We previously reported a naturally occurring BF intersubtype recombinant Vpu variant with augmented capacity to enhance viral replication. Structural analysis of this variant revealed that its transmembrane domain (TMD) and α-helix I in the cytoplasmic domain (CTD) corresponded to subtype B, whereas CTD α-helix II corresponded to subtype F1. This work was aimed at evaluating the role of Vpu CTD α-helix II domain on viral release enhancement and down-modulation of BST-2 and CD4 from cell surface. In addition, as serine residues in either Vpu amino acid positions 61 or 64 have been shown to regulate Vpu intracellular half-life, which in turn could influence the magnitude of viral release, we also studied the impact of these residues in the BF Vpu functions, since S61 and S64 are infrequently found among BF recombinant Vpu variants. Our results showed that interchange of Vpu α-helix II between subtypes (B→F) directly correlated with enhancement of viral release and, to a lesser extent, with changes in the capacity to down-modulate BST-2 and CD4 of the resulting chimera.
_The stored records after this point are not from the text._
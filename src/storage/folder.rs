//! On-disk result folders and summary files.

use std::fs::OpenOptions;
use std::io::Write;
use std::path::{Path, PathBuf};

use fs2::FileExt;
use ndarray_npy::write_npy;
use parking_lot::Mutex;

use super::{ResultStore, SummaryFiles, write_atomic};
use crate::error::{Error, Result};
use crate::result::{
    DerivedOutput, SamplingResults, SingleResult, characteristics_header, characteristics_row,
};

/// Name of the label volume inside a sample folder.
pub const LABEL_FILE: &str = "label.npy";

/// A store writing into one output directory:
///
/// ```text
/// <dir>/sampling.range
/// <dir>/parameters.txt
/// <dir>/characteristics.txt
/// <dir>/sample<ID>/label.npy
/// <dir>/sample<ID>/prob<L>.npy     (when probabilities are kept)
/// ```
///
/// A sample folder is written under a hidden temporary name and renamed when
/// complete. An existing `sample<ID>` folder is never overwritten.
pub struct FolderStore {
    dir: PathBuf,
    files: SummaryFiles,
    columns: Mutex<Vec<DerivedOutput>>,
    /// Serialise in-process appends so we only hold the file lock briefly.
    write_lock: Mutex<()>,
}

impl FolderStore {
    /// A store rooted at `dir`; the directory is created when the run begins.
    #[must_use]
    pub fn new(dir: impl AsRef<Path>) -> Self {
        Self {
            dir: dir.as_ref().to_path_buf(),
            files: SummaryFiles::default(),
            columns: Mutex::new(DerivedOutput::BASIC.to_vec()),
            write_lock: Mutex::new(()),
        }
    }

    /// Use other summary file names.
    #[must_use]
    pub fn files(mut self, files: SummaryFiles) -> Self {
        self.files = files;
        self
    }

    /// The output directory.
    #[must_use]
    pub fn dir(&self) -> &Path {
        &self.dir
    }

    /// Summary file names in use.
    #[must_use]
    pub fn summary_files(&self) -> &SummaryFiles {
        &self.files
    }

    /// Folder of sample `id`.
    #[must_use]
    pub fn sample_dir(&self, id: u64) -> PathBuf {
        self.dir.join(format!("sample{id}"))
    }

    fn append_line(&self, name: &str, line: &str) -> Result<()> {
        let mut file = OpenOptions::new()
            .create(true)
            .append(true)
            .open(self.dir.join(name))
            .map_err(|e| Error::Storage(e.to_string()))?;

        file.lock_exclusive()
            .map_err(|e| Error::Storage(e.to_string()))?;

        write!(file, "{line}").map_err(|e| Error::Storage(e.to_string()))?;
        file.flush().map_err(|e| Error::Storage(e.to_string()))?;

        file.unlock().map_err(|e| Error::Storage(e.to_string()))?;
        Ok(())
    }

    fn write_volumes(
        &self,
        folder: &Path,
        result: &SingleResult,
        store_probabilities: bool,
    ) -> Result<()> {
        let labels = result.labels.as_ref().ok_or(Error::MissingDetails(result.id))?;
        write_npy(folder.join(LABEL_FILE), labels).map_err(|e| Error::Storage(e.to_string()))?;
        if store_probabilities {
            if let Some(probabilities) = &result.probabilities {
                for (label, volume) in probabilities.iter().enumerate() {
                    write_npy(folder.join(format!("prob{label}.npy")), volume)
                        .map_err(|e| Error::Storage(e.to_string()))?;
                }
            }
        }
        Ok(())
    }
}

impl ResultStore for FolderStore {
    fn begin(&self, results: &SamplingResults, columns: &[DerivedOutput]) -> Result<()> {
        let _guard = self.write_lock.lock();
        std::fs::create_dir_all(&self.dir)?;
        *self.columns.lock() = columns.to_vec();
        write_atomic(&self.dir.join(&self.files.range), &results.range_text())?;
        write_atomic(&self.dir.join(&self.files.parameters), "")?;
        write_atomic(
            &self.dir.join(&self.files.characteristics),
            &characteristics_header(columns),
        )
    }

    fn write_sample(&self, result: &SingleResult, store_probabilities: bool) -> Result<()> {
        let target = self.sample_dir(result.id);
        if target.exists() {
            return Err(Error::OutputExists(target));
        }
        let staging = self.dir.join(format!(".sample{}.tmp", result.id));
        if staging.exists() {
            std::fs::remove_dir_all(&staging)?;
        }
        std::fs::create_dir_all(&staging)?;

        if let Err(e) = self.write_volumes(&staging, result, store_probabilities) {
            let _ = std::fs::remove_dir_all(&staging);
            return Err(e);
        }
        if target.exists() {
            let _ = std::fs::remove_dir_all(&staging);
            return Err(Error::OutputExists(target));
        }
        std::fs::rename(&staging, &target)?;
        Ok(())
    }

    fn append(&self, results: &SamplingResults, result: &SingleResult) -> Result<()> {
        let descriptor = result.parameters.to_descriptor(results.range())?;
        let row = characteristics_row(result, &self.columns.lock());

        let _guard = self.write_lock.lock();
        self.append_line(&self.files.parameters, &format!("{descriptor}\n"))?;
        self.append_line(&self.files.characteristics, &row)?;
        write_atomic(&self.dir.join(&self.files.range), &results.range_text())
    }
}
//! Parameter generators and the trait they share.
//!
//! A generator turns a [`ParameterRange`] into a batch of [`ParameterSet`]s.
//! Every generator guarantees:
//!
//! - each scalar lies within its declared bounds,
//! - channel weights sum to 1 (the last channel takes the remainder),
//! - every distance index refers to a function the channel declares,
//! - IDs run consecutively from 0 in output order.
//!
//! Generators keep their random state behind a [`Mutex`](parking_lot::Mutex)
//! so they can be shared between threads; `with_seed` constructors make the
//! output reproducible.

mod grid;
mod latin_hypercube;
mod random;

pub use grid::CartesianGridGenerator;
pub use latin_hypercube::LatinHypercubeGenerator;
pub use random::RandomGenerator;

use crate::error::{Error, Result};
use crate::parameter_set::ParameterSet;
use crate::range::ParameterRange;

/// Number of rejected channel-weight draws after which generation gives up.
pub const MAX_WEIGHT_ATTEMPTS: usize = 10_000;

/// Slack allowed when checking the remainder weight against its bounds.
const WEIGHT_SLACK: f64 = 1e-12;

/// A strategy for producing a batch of parameter sets from a range.
///
/// # Examples
///
/// ```
/// use seg_ensemble::generator::{ParameterGenerator, RandomGenerator};
/// use seg_ensemble::{ParameterRange, Registry};
///
/// let range = ParameterRange::parse(
///     "Beta\t0.1:10:log\nGamma\t0.01:1:log\nMaxIterations\t50:200\n\
///      SvmC\t0.1:100:log\nSvmGamma\t0.01:10:log\nSvmChannels\t1:1\n\
///      Weight\t1:1\nReducedDim\t1:1\nDist\tl1,l2\n",
///     &Registry::standard(),
/// )
/// .unwrap();
///
/// let sets = RandomGenerator::with_seed(1).generate(&range, 5).unwrap();
/// assert_eq!(sets.len(), 5);
/// assert!(sets.iter().all(|s| (s.weight_sum() - 1.0).abs() < 1e-9));
/// ```
pub trait ParameterGenerator: Send + Sync {
    /// Display name, as registered in a [`Registry`](crate::Registry).
    fn name(&self) -> &str;

    /// Produce up to `count` parameter sets.
    ///
    /// Random and Latin hypercube generators return exactly `count` sets; the
    /// Cartesian grid returns its full factorial, which may differ.
    ///
    /// # Errors
    ///
    /// Returns the range's validation error for an invalid range, and
    /// `Error::UnsatisfiableWeights` when no weight combination summing to 1
    /// fits the declared channel bounds.
    fn generate(&self, range: &ParameterRange, count: usize) -> Result<Vec<ParameterSet>>;
}

/// Check a remainder weight against the last channel's bounds, clamping away
/// rounding noise.
pub(crate) fn fit_remainder(range: &ParameterRange, remainder: f64) -> Option<f64> {
    let bounds = &range.channels.last()?.weight;
    if remainder >= bounds.min - WEIGHT_SLACK && remainder <= bounds.max + WEIGHT_SLACK {
        Some(remainder.clamp(bounds.min, bounds.max))
    } else {
        None
    }
}

/// Draw a weight vector summing to 1, retrying until the remainder fits.
///
/// `draw(rng, channel, sum_so_far)` yields the weight of every channel but
/// the last, or `None` to reject the attempt.
pub(crate) fn draw_weights<F>(
    range: &ParameterRange,
    rng: &mut fastrand::Rng,
    mut draw: F,
) -> Result<Vec<f64>>
where
    F: FnMut(&mut fastrand::Rng, usize, f64) -> Option<f64>,
{
    let n = range.channel_count();
    'attempt: for _ in 0..MAX_WEIGHT_ATTEMPTS {
        let mut weights = Vec::with_capacity(n);
        let mut sum = 0.0;
        for channel in 0..n.saturating_sub(1) {
            let Some(weight) = draw(rng, channel, sum) else {
                continue 'attempt;
            };
            sum += weight;
            weights.push(weight);
        }
        if let Some(last) = fit_remainder(range, 1.0 - sum) {
            weights.push(last);
            return Ok(weights);
        }
    }
    Err(Error::UnsatisfiableWeights {
        attempts: MAX_WEIGHT_ATTEMPTS,
    })
}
No statistical differences on viral release and BST-2 down-modulation were observed between Vpu BF and VpuBF E61S. On the other hand, VpuBF A64S showed a slightly reduced capacity to enhance viral production but was modestly more efficient than VpuBF in down-modulating BST-2. In summary, our observations clearly evidence that α-helix II is actively involved in Vpu viral release-promoting activity, and that intersubtype recombination between subtypes B and F1 originated a protein variant with higher potential to boost the spread of the recombinant strain that harbors it.